2. The Reporting Person agreed to cancel indebtedness under a $50,000 promissory note dated August 28, 2015 and due February 28, 2016 in consideration of the shares
3. Mr. Monaco is the control person of Monaco Investment Partners, II, LP, the owner of the Series C Preferred Stock. Each share of Series C Preferred Stock is convertible into that number of shares of common stock as is determined by dividing (A) the stated value ($5) by (B) the conversion price then in effect ($0.05). In addition, the Series C Preferred vote with the common stockholders and ach holder of Series C Preferred Stock is entitled to the number of votes equal to one hundred (100) votes for each share of common stock into which the Series C can be converted. Accordingly, Mr. Monaco's shares of Series C Preferred entitle him to 200 million votes on any matter presented to the holders of common stock for a vote.
4. Not applicable.
5. Mr. Monaco is the indirect principal of (i) 575,000 shares of Monaker Group Inc. Series A Preferred Stock owned directly by the Monaco Investment Partners II, LP and (ii) 500,000 shares of Monaker Group, Inc. Series A Preferred Stock owned directly by the Donald P Monaco Insurance Trust. Mr. Monaco is the indirect beneficial owner of these aggregate 1,075,000 shares of Monaker Group, Inc. Series A Preferred Stock that are convertible into10,750,000 shares of common stock (the "Common Stock") of RealBiz Media Group, Inc. (the "Company"). Each share of Monaker Group, Inc. Series A Preferred Stock is convertible into 10 shares of the Issuer's Common Stock.
6. The Amendment is being filed to report the retirement of the Monaker Group Inc. Convertible Debt on November 20, 2015. This debt by its terms was convertible into either (i) Monaker Group, Inc. securities OR (ii) series B Preferred Stock of the Issuer which was ultimately convertible into 19.5 million shares of the Issuer's common stock. The reporting person converted this debt into securities of Monaker Group, Inc. on November 20, 2015 and accordingly no shares of the Issure's stock were issued upon such conversion and retirement.

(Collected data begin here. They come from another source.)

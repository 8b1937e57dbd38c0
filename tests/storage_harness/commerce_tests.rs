//! Macro-generated test suite for the `CommerceService` contract.
//!
//! Every backend must keep multi-document operations atomic: a failed call
//! leaves every document it touched unchanged.

/// Generate a `CommerceService` conformance suite.
///
/// `$factory` must evaluate to a fresh backend implementing `CommerceService`
/// and `DataService` for every document type.
#[macro_export]
macro_rules! commerce_service_tests {
    ($factory:expr) => {
        mod commerce_contract_tests {
            use super::*;
            use futures::future::join_all;
            use storefront::core::error::ShopError;
            use storefront::core::service::{CommerceService, DataService};
            use storefront::entities::{
                Category, Order, OrderStatus, PaymentStatus, Product, ProductPatch, Review,
                StatusChange, StatusUpdate,
            };
            use uuid::Uuid;

            async fn seeded<S: DataService<Product>>(service: &S, stock: i64) -> Product {
                let lamp = product("Lamp", 40.0, stock, "Lighting");
                DataService::<Product>::create(service, lamp).await.unwrap()
            }

            async fn stock_of<S: DataService<Product>>(service: &S, id: &Uuid) -> i64 {
                DataService::<Product>::get(service, id)
                    .await
                    .unwrap()
                    .unwrap()
                    .stock
            }

            #[tokio::test]
            async fn test_place_order_prices_and_decrements_stock() {
                let service = $factory;
                let lamp = seeded(&service, 5).await;
                let customer = Uuid::new_v4();

                let order = service
                    .place_order(draft(customer, &[(lamp.id, 2)]), pricing())
                    .await
                    .unwrap();

                assert_eq!(order.user_id, customer);
                assert_eq!(order.order_items.len(), 1);
                assert_eq!(order.order_items[0].name, "Lamp");
                assert_eq!(order.items_price, 80.0);
                assert_eq!(order.shipping_price, 10.0);
                assert_eq!(order.tax_price, 12.0);
                assert_eq!(order.total_price, 102.0);
                assert_eq!(order.order_status, OrderStatus::Pending);
                assert_eq!(stock_of(&service, &lamp.id).await, 3);

                let stored = DataService::<Order>::get(&service, &order.id)
                    .await
                    .unwrap()
                    .unwrap();
                assert_eq!(stored.total_price, 102.0);
            }

            #[tokio::test]
            async fn test_failed_order_leaves_state_unchanged() {
                let service = $factory;
                let plenty = seeded(&service, 10).await;
                let scarce = seeded(&service, 1).await;

                let err = service
                    .place_order(
                        draft(Uuid::new_v4(), &[(plenty.id, 3), (scarce.id, 2)]),
                        pricing(),
                    )
                    .await
                    .unwrap_err();

                assert!(matches!(err, ShopError::Rule { .. }));
                assert_eq!(stock_of(&service, &plenty.id).await, 10);
                assert_eq!(stock_of(&service, &scarce.id).await, 1);
                assert!(DataService::<Order>::list(&service).await.unwrap().is_empty());
            }

            #[tokio::test]
            async fn test_unknown_product_is_rejected() {
                let service = $factory;
                let err = service
                    .place_order(draft(Uuid::new_v4(), &[(Uuid::new_v4(), 1)]), pricing())
                    .await
                    .unwrap_err();
                assert!(matches!(err, ShopError::Rule { .. }));
                assert!(DataService::<Order>::list(&service).await.unwrap().is_empty());
            }

            #[tokio::test]
            async fn test_oversized_quantities_are_rejected() {
                let service = $factory;
                let lamp = seeded(&service, 3).await;

                let err = service
                    .place_order(
                        draft(Uuid::new_v4(), &[(lamp.id, i64::MAX), (lamp.id, i64::MAX)]),
                        pricing(),
                    )
                    .await
                    .unwrap_err();
                assert!(matches!(err, ShopError::Validation { .. }));
                assert_eq!(stock_of(&service, &lamp.id).await, 3);

                service
                    .place_order(draft(Uuid::new_v4(), &[(lamp.id, 1)]), pricing())
                    .await
                    .unwrap();
                assert_eq!(stock_of(&service, &lamp.id).await, 2);
            }

            #[tokio::test]
            async fn test_last_item_sells_once() {
                let service = $factory;
                let lamp = seeded(&service, 1).await;

                let attempts = (0..5).map(|_| {
                    service.place_order(draft(Uuid::new_v4(), &[(lamp.id, 1)]), pricing())
                });
                let results = join_all(attempts).await;

                let placed = results.iter().filter(|r| r.is_ok()).count();
                assert_eq!(placed, 1);
                for err in results.into_iter().filter_map(|r| r.err()) {
                    assert!(matches!(err, ShopError::Rule { .. } | ShopError::Conflict(_)));
                }
                assert_eq!(stock_of(&service, &lamp.id).await, 0);
                assert_eq!(DataService::<Order>::list(&service).await.unwrap().len(), 1);
            }

            #[tokio::test]
            async fn test_cancel_restores_stock_once() {
                let service = $factory;
                let lamp = seeded(&service, 4).await;
                let customer = Uuid::new_v4();
                let order = service
                    .place_order(draft(customer, &[(lamp.id, 3)]), pricing())
                    .await
                    .unwrap();
                assert_eq!(stock_of(&service, &lamp.id).await, 1);

                let cancelled = service
                    .change_order_status(&order.id, StatusChange::customer_cancel(customer))
                    .await
                    .unwrap();
                assert_eq!(cancelled.order_status, OrderStatus::Cancelled);
                assert!(cancelled.cancelled_at.is_some());
                assert_eq!(stock_of(&service, &lamp.id).await, 4);

                let again = StatusChange::admin(StatusUpdate {
                    order_status: Some(OrderStatus::Cancelled),
                    payment_status: None,
                });
                service.change_order_status(&order.id, again).await.unwrap();
                assert_eq!(stock_of(&service, &lamp.id).await, 4);
            }

            #[tokio::test]
            async fn test_customer_cannot_cancel_shipped_order() {
                let service = $factory;
                let lamp = seeded(&service, 4).await;
                let customer = Uuid::new_v4();
                let order = service
                    .place_order(draft(customer, &[(lamp.id, 1)]), pricing())
                    .await
                    .unwrap();

                let ship = StatusChange::admin(StatusUpdate {
                    order_status: Some(OrderStatus::Shipped),
                    payment_status: Some(PaymentStatus::Completed),
                });
                let shipped = service.change_order_status(&order.id, ship).await.unwrap();
                assert!(shipped.is_paid);

                let err = service
                    .change_order_status(&order.id, StatusChange::customer_cancel(customer))
                    .await
                    .unwrap_err();
                assert!(matches!(err, ShopError::Rule { .. }));
                assert_eq!(stock_of(&service, &lamp.id).await, 3);
            }

            #[tokio::test]
            async fn test_status_change_on_missing_order() {
                let service = $factory;
                let err = service
                    .change_order_status(
                        &Uuid::new_v4(),
                        StatusChange::customer_cancel(Uuid::new_v4()),
                    )
                    .await
                    .unwrap_err();
                assert!(matches!(err, ShopError::NotFound { .. }));
            }

            #[tokio::test]
            async fn test_rename_category_moves_products() {
                let service = $factory;
                let lighting = DataService::<Category>::create(&service, category("Lighting"))
                    .await
                    .unwrap();
                let lamp = seeded(&service, 1).await;
                let chair = DataService::<Product>::create(
                    &service,
                    product("Chair", 80.0, 1, "Furniture"),
                )
                .await
                .unwrap();

                let mut renamed = lighting.clone();
                renamed.rename("Lamps");
                let saved = service.update_category(&lighting.id, renamed).await.unwrap();
                assert_eq!(saved.slug, "lamps");

                let lamp = DataService::<Product>::get(&service, &lamp.id)
                    .await
                    .unwrap()
                    .unwrap();
                assert_eq!(lamp.category, "Lamps");
                let chair = DataService::<Product>::get(&service, &chair.id)
                    .await
                    .unwrap()
                    .unwrap();
                assert_eq!(chair.category, "Furniture");
            }

            #[tokio::test]
            async fn test_rename_into_taken_name_conflicts() {
                let service = $factory;
                DataService::<Category>::create(&service, category("Garden"))
                    .await
                    .unwrap();
                let lighting = DataService::<Category>::create(&service, category("Lighting"))
                    .await
                    .unwrap();
                let lamp = seeded(&service, 1).await;

                let mut clash = lighting.clone();
                clash.rename("garden");
                let err = service
                    .update_category(&lighting.id, clash)
                    .await
                    .unwrap_err();
                assert!(matches!(err, ShopError::Conflict(_)));

                let lamp = DataService::<Product>::get(&service, &lamp.id)
                    .await
                    .unwrap()
                    .unwrap();
                assert_eq!(lamp.category, "Lighting");
            }

            #[tokio::test]
            async fn test_delete_category_in_use_is_refused() {
                let service = $factory;
                let used = DataService::<Category>::create(&service, category("Lighting"))
                    .await
                    .unwrap();
                let unused = DataService::<Category>::create(&service, category("Garden"))
                    .await
                    .unwrap();
                seeded(&service, 1).await;

                let err = service.delete_category(&used.id).await.unwrap_err();
                assert!(matches!(err, ShopError::Rule { .. }));
                assert!(
                    DataService::<Category>::get(&service, &used.id)
                        .await
                        .unwrap()
                        .is_some()
                );

                service.delete_category(&unused.id).await.unwrap();
                assert!(
                    DataService::<Category>::get(&service, &unused.id)
                        .await
                        .unwrap()
                        .is_none()
                );
            }

            #[tokio::test]
            async fn test_reviews_update_rating() {
                let service = $factory;
                let lamp = seeded(&service, 1).await;
                let ann = Uuid::new_v4();

                service
                    .add_review(&lamp.id, Review::new(ann, "Ann".into(), 5, "Bright".into()))
                    .await
                    .unwrap();
                let reviewed = service
                    .add_review(
                        &lamp.id,
                        Review::new(Uuid::new_v4(), "Bob".into(), 4, "Good".into()),
                    )
                    .await
                    .unwrap();
                assert_eq!(reviewed.review_count, 2);
                assert_eq!(reviewed.rating, 4.5);

                let err = service
                    .add_review(&lamp.id, Review::new(ann, "Ann".into(), 1, "Again".into()))
                    .await
                    .unwrap_err();
                assert!(matches!(err, ShopError::Rule { .. }));

                let stored = DataService::<Product>::get(&service, &lamp.id)
                    .await
                    .unwrap()
                    .unwrap();
                assert_eq!(stored.review_count, 2);
            }

            #[tokio::test]
            async fn test_product_patch_keeps_concurrent_stock_and_reviews() {
                let service = $factory;
                let lamp = seeded(&service, 1).await;
                let stale = DataService::<Product>::get(&service, &lamp.id)
                    .await
                    .unwrap()
                    .unwrap();

                service
                    .place_order(draft(Uuid::new_v4(), &[(lamp.id, 1)]), pricing())
                    .await
                    .unwrap();
                service
                    .add_review(
                        &lamp.id,
                        Review::new(Uuid::new_v4(), "Ann".into(), 4, "Fine".into()),
                    )
                    .await
                    .unwrap();

                let patch = ProductPatch {
                    price: Some(stale.price + 5.0),
                    ..ProductPatch::default()
                };
                let updated = service.update_product(&lamp.id, patch).await.unwrap();
                assert_eq!(updated.price, 45.0);
                assert_eq!(updated.stock, 0);
                assert_eq!(updated.review_count, 1);

                let stored = DataService::<Product>::get(&service, &lamp.id)
                    .await
                    .unwrap()
                    .unwrap();
                assert_eq!(stored.price, 45.0);
                assert_eq!(stored.stock, 0);
                assert_eq!(stored.rating, 4.0);

                let err = service
                    .place_order(draft(Uuid::new_v4(), &[(lamp.id, 1)]), pricing())
                    .await
                    .unwrap_err();
                assert!(matches!(err, ShopError::Rule { .. }));
                assert_eq!(DataService::<Order>::list(&service).await.unwrap().len(), 1);
            }

            #[tokio::test]
            async fn test_product_patch_on_missing_product() {
                let service = $factory;
                let err = service
                    .update_product(&Uuid::new_v4(), ProductPatch::default())
                    .await
                    .unwrap_err();
                assert!(matches!(err, ShopError::NotFound { .. }));
            }

            #[tokio::test]
            async fn test_review_of_missing_product() {
                let service = $factory;
                let err = service
                    .add_review(
                        &Uuid::new_v4(),
                        Review::new(Uuid::new_v4(), "Ann".into(), 5, "Ghost".into()),
                    )
                    .await
                    .unwrap_err();
                assert!(matches!(err, ShopError::NotFound { .. }));
            }
        }
    };
}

/s/ Donald P. Monaco 02/09/2016
** Signature of Reporting Person Date
Reminder: Report on a separate line for each class of securities beneficially owned directly or indirectly.
* If the form is filed by more than one reporting person, see Instruction 4 (b)(v).
** Intentional misstatements or omissions of facts constitute Federal Criminal Violations See 18 U.S.C. 1001 and 15 U.S.C. 78ff(a).